Drone Camera Stream Detection
Detect objects using drone camera or any UAV with raspi installed, by streaming its video output to TiE and visualise the detected objects in real time with bounding boxes, confidence in browser.
- Client = Drone
- Server = TiE
Video is streamed from Drone Camera
Real time Video in the browser
Steps of execution
Step-1:
- Copy the client.py file to the raspberry pi and give tihan edge API
- Client sends live video captured by raspi camera as a response to server
Step-2:
- Server performs the object detection using yolov5 on the input stream and publishes it to http://edge.tihan.iith.ac.in:30020/video_feed.

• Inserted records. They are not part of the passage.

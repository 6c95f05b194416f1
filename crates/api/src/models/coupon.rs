//! Coupons and the discount rules that govern them.

use chrono::{DateTime, Utc};
use rust_decimal::Decimal;
use serde::Serialize;

use emporium_core::{CategoryId, CouponId, DiscountType, round_money};

#[derive(Debug, Clone, Serialize, sqlx::FromRow)]
pub struct Coupon {
    pub id: CouponId,
    /// Always upper case.
    pub code: String,
    pub description: Option<String>,
    pub discount_type: DiscountType,
    /// Percent for `percentage`, currency amount for `fixed_amount`, unused for `free_shipping`.
    pub discount_value: Decimal,
    pub minimum_order_amount: Option<Decimal>,
    pub maximum_discount_amount: Option<Decimal>,
    pub usage_limit: Option<i32>,
    pub usage_limit_per_user: Option<i32>,
    pub used_count: i32,
    /// Empty means every category is eligible.
    pub applicable_category_ids: Vec<CategoryId>,
    pub starts_at: DateTime<Utc>,
    pub expires_at: DateTime<Utc>,
    pub is_active: bool,
    pub created_at: DateTime<Utc>,
    pub updated_at: DateTime<Utc>,
}

/// Why a coupon cannot be applied, in evaluation order.
#[derive(Debug, Clone, Copy, PartialEq, Eq, thiserror::Error)]
pub enum CouponRejection {
    #[error("coupon not found")]
    NotFound,
    #[error("coupon is not active")]
    Inactive,
    #[error("coupon is not valid yet")]
    NotStarted,
    #[error("coupon has expired")]
    Expired,
    #[error("coupon usage limit reached")]
    UsageLimitReached,
    #[error("you have already used this coupon the maximum number of times")]
    UserLimitReached,
    #[error("order does not meet the coupon minimum amount")]
    MinimumNotMet,
    #[error("coupon does not apply to any item in this order")]
    NotApplicable,
}

impl CouponRejection {
    /// Stable machine-readable code.
    #[must_use]
    pub const fn code(self) -> &'static str {
        match self {
            Self::NotFound => "COUPON_NOT_FOUND",
            Self::Inactive => "COUPON_INACTIVE",
            Self::NotStarted => "COUPON_NOT_STARTED",
            Self::Expired => "COUPON_EXPIRED",
            Self::UsageLimitReached => "COUPON_USAGE_LIMIT_REACHED",
            Self::UserLimitReached => "COUPON_USER_LIMIT_REACHED",
            Self::MinimumNotMet => "COUPON_MINIMUM_NOT_MET",
            Self::NotApplicable => "COUPON_NOT_APPLICABLE",
        }
    }
}

/// One priced line the coupon is evaluated against.
#[derive(Debug, Clone, Copy)]
pub struct CouponLine {
    pub category_id: CategoryId,
    pub line_total: Decimal,
}

/// Everything outside the coupon row that validation depends on.
#[derive(Debug, Clone)]
pub struct CouponCheck<'a> {
    pub lines: &'a [CouponLine],
    /// Prior redemptions of this coupon by the current user.
    pub user_usage_count: i64,
    /// Shipping that would be charged without the coupon.
    pub shipping_cost: Decimal,
    pub now: DateTime<Utc>,
}

impl CouponCheck<'_> {
    #[must_use]
    pub fn subtotal(&self) -> Decimal {
        self.lines.iter().map(|l| l.line_total).sum()
    }
}

impl Coupon {
    #[must_use]
    pub fn has_remaining_uses(&self) -> bool {
        self.usage_limit.is_none_or(|limit| self.used_count < limit)
    }

    #[must_use]
    pub fn applies_to(&self, category_id: CategoryId) -> bool {
        self.applicable_category_ids.is_empty() || self.applicable_category_ids.contains(&category_id)
    }

    /// Sum of line totals in eligible categories.
    #[must_use]
    pub fn eligible_amount(&self, lines: &[CouponLine]) -> Decimal {
        lines
            .iter()
            .filter(|l| self.applies_to(l.category_id))
            .map(|l| l.line_total)
            .sum()
    }

    /// Run every rule in order and return the discount on success.
    ///
    /// # Errors
    ///
    /// Returns the first [`CouponRejection`] that applies.
    pub fn evaluate(&self, check: &CouponCheck<'_>) -> Result<Decimal, CouponRejection> {
        if !self.is_active {
            return Err(CouponRejection::Inactive);
        }
        if check.now < self.starts_at {
            return Err(CouponRejection::NotStarted);
        }
        if check.now >= self.expires_at {
            return Err(CouponRejection::Expired);
        }
        if !self.has_remaining_uses() {
            return Err(CouponRejection::UsageLimitReached);
        }
        if let Some(per_user) = self.usage_limit_per_user
            && check.user_usage_count >= i64::from(per_user)
        {
            return Err(CouponRejection::UserLimitReached);
        }
        if let Some(minimum) = self.minimum_order_amount
            && check.subtotal() < minimum
        {
            return Err(CouponRejection::MinimumNotMet);
        }

        let eligible = self.eligible_amount(check.lines);
        if !self.applicable_category_ids.is_empty() && eligible.is_zero() {
            return Err(CouponRejection::NotApplicable);
        }

        Ok(self.discount_for(eligible, check.shipping_cost))
    }

    /// Discount for an eligible amount, rounded and clamped to `[0, eligible]`.
    ///
    /// Free shipping is the exception: it equals the shipping cost.
    #[must_use]
    pub fn discount_for(&self, eligible: Decimal, shipping_cost: Decimal) -> Decimal {
        let raw = match self.discount_type {
            DiscountType::Percentage => {
                let amount = eligible * self.discount_value / Decimal::ONE_HUNDRED;
                self.maximum_discount_amount.map_or(amount, |cap| amount.min(cap))
            }
            DiscountType::FixedAmount => self.discount_value.min(eligible),
            DiscountType::FreeShipping => return round_money(shipping_cost.max(Decimal::ZERO)),
        };
        round_money(raw.max(Decimal::ZERO).min(eligible))
    }

    /// Free-shipping coupons discount shipping rather than merchandise.
    #[must_use]
    pub fn is_free_shipping(&self) -> bool {
        self.discount_type == DiscountType::FreeShipping
    }
}

/// Normalize a user-entered code: trimmed and upper-cased.
#[must_use]
pub fn normalize_code(code: &str) -> String {
    code.trim().to_uppercase()
}

#[cfg(test)]
#[allow(clippy::unwrap_used)]
mod tests {
    use chrono::Duration;

    use super::*;

    fn dec(s: &str) -> Decimal {
        s.parse().unwrap()
    }

    fn coupon(discount_type: DiscountType, value: &str) -> Coupon {
        let now = Utc::now();
        Coupon {
            id: CouponId::generate(),
            code: "SAVE10".to_string(),
            description: None,
            discount_type,
            discount_value: dec(value),
            minimum_order_amount: None,
            maximum_discount_amount: None,
            usage_limit: None,
            usage_limit_per_user: None,
            used_count: 0,
            applicable_category_ids: Vec::new(),
            starts_at: now - Duration::days(1),
            expires_at: now + Duration::days(1),
            is_active: true,
            created_at: now,
            updated_at: now,
        }
    }

    fn check(lines: &[CouponLine]) -> CouponCheck<'_> {
        CouponCheck {
            lines,
            user_usage_count: 0,
            shipping_cost: dec("29.90"),
            now: Utc::now(),
        }
    }

    fn line(category_id: CategoryId, total: &str) -> CouponLine {
        CouponLine {
            category_id,
            line_total: dec(total),
        }
    }

    #[test]
    fn test_percentage_discount() {
        let lines = [line(CategoryId::generate(), "200.00")];
        let c = coupon(DiscountType::Percentage, "15");
        assert_eq!(c.evaluate(&check(&lines)).unwrap(), dec("30.00"));
    }

    #[test]
    fn test_percentage_respects_cap() {
        let lines = [line(CategoryId::generate(), "1000.00")];
        let mut c = coupon(DiscountType::Percentage, "50");
        c.maximum_discount_amount = Some(dec("100.00"));
        assert_eq!(c.evaluate(&check(&lines)).unwrap(), dec("100.00"));
    }

    #[test]
    fn test_fixed_amount_never_exceeds_eligible() {
        let lines = [line(CategoryId::generate(), "20.00")];
        let c = coupon(DiscountType::FixedAmount, "50.00");
        assert_eq!(c.evaluate(&check(&lines)).unwrap(), dec("20.00"));
    }

    #[test]
    fn test_free_shipping_equals_shipping_cost() {
        let lines = [line(CategoryId::generate(), "20.00")];
        let c = coupon(DiscountType::FreeShipping, "0");
        assert_eq!(c.evaluate(&check(&lines)).unwrap(), dec("29.90"));
    }

    #[test]
    fn test_percentage_rounds_to_cents() {
        let lines = [line(CategoryId::generate(), "33.33")];
        let c = coupon(DiscountType::Percentage, "10");
        assert_eq!(c.evaluate(&check(&lines)).unwrap(), dec("3.33"));
    }

    #[test]
    fn test_expired_coupon_rejected() {
        let lines = [line(CategoryId::generate(), "100.00")];
        let mut c = coupon(DiscountType::Percentage, "10");
        c.starts_at = Utc::now() - Duration::days(10);
        c.expires_at = Utc::now() - Duration::days(1);
        assert_eq!(c.evaluate(&check(&lines)), Err(CouponRejection::Expired));
        assert_eq!(CouponRejection::Expired.code(), "COUPON_EXPIRED");
    }

    #[test]
    fn test_not_started_coupon_rejected() {
        let lines = [line(CategoryId::generate(), "100.00")];
        let mut c = coupon(DiscountType::Percentage, "10");
        c.starts_at = Utc::now() + Duration::days(1);
        c.expires_at = Utc::now() + Duration::days(5);
        assert_eq!(c.evaluate(&check(&lines)), Err(CouponRejection::NotStarted));
    }

    #[test]
    fn test_rules_checked_in_order() {
        // Inactive, expired, exhausted and below minimum: inactive wins.
        let lines = [line(CategoryId::generate(), "10.00")];
        let mut c = coupon(DiscountType::Percentage, "10");
        c.is_active = false;
        c.expires_at = Utc::now() - Duration::hours(1);
        c.starts_at = Utc::now() - Duration::days(2);
        c.usage_limit = Some(1);
        c.used_count = 1;
        c.minimum_order_amount = Some(dec("500.00"));
        assert_eq!(c.evaluate(&check(&lines)), Err(CouponRejection::Inactive));

        c.is_active = true;
        assert_eq!(c.evaluate(&check(&lines)), Err(CouponRejection::Expired));

        c.expires_at = Utc::now() + Duration::days(1);
        assert_eq!(c.evaluate(&check(&lines)), Err(CouponRejection::UsageLimitReached));

        c.usage_limit = None;
        assert_eq!(c.evaluate(&check(&lines)), Err(CouponRejection::MinimumNotMet));
    }

    #[test]
    fn test_user_limit() {
        let lines = [line(CategoryId::generate(), "100.00")];
        let mut c = coupon(DiscountType::Percentage, "10");
        c.usage_limit_per_user = Some(1);
        let mut ctx = check(&lines);
        ctx.user_usage_count = 1;
        assert_eq!(c.evaluate(&ctx), Err(CouponRejection::UserLimitReached));
    }

    #[test]
    fn test_category_restriction() {
        let eligible = CategoryId::generate();
        let other = CategoryId::generate();
        let mut c = coupon(DiscountType::Percentage, "10");
        c.applicable_category_ids = vec![eligible];

        let none = [line(other, "100.00")];
        assert_eq!(c.evaluate(&check(&none)), Err(CouponRejection::NotApplicable));

        let mixed = [line(eligible, "50.00"), line(other, "100.00")];
        assert_eq!(c.evaluate(&check(&mixed)).unwrap(), dec("5.00"));
    }

    #[test]
    fn test_discount_never_negative() {
        let c = coupon(DiscountType::FixedAmount, "10.00");
        assert_eq!(c.discount_for(Decimal::ZERO, Decimal::ZERO), Decimal::ZERO);
    }

    #[test]
    fn test_normalize_code() {
        assert_eq!(normalize_code("  save10 "), "SAVE10");
    }
}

Please check http://edge.tihan.iith.ac.in:30020/video_feed for the real time object detection stream with bounding boxes and confidence
Architecture diagram
Documentation
The main objective of the project is to create a system that enables live video streaming from a drone camera to a server for real-time object detection. The client code represents the drone camera module, which captures frames using the PiCamera. It continuously sends these frames to the server code.
The client code captures frames, resizes them, encodes them in JPEG format, and sends them to the server using HTTP POST requests. The server code receives the frames, decodes them, resizes them to a desired dimension, and performs object detection on the frames using the YOLO model. Detected objects are then annotated on the frames. The annotated frames are made available as a continuous video stream for viewing.
Raspberry pi configuration
How the entire code works?
(1) Start the Server:
- The server code should be executed first.
- The server starts by importing the necessary modules and creating a Flask app.
- It defines the necessary routes, such as the root route ('/') and the video feed route ('/video_feed').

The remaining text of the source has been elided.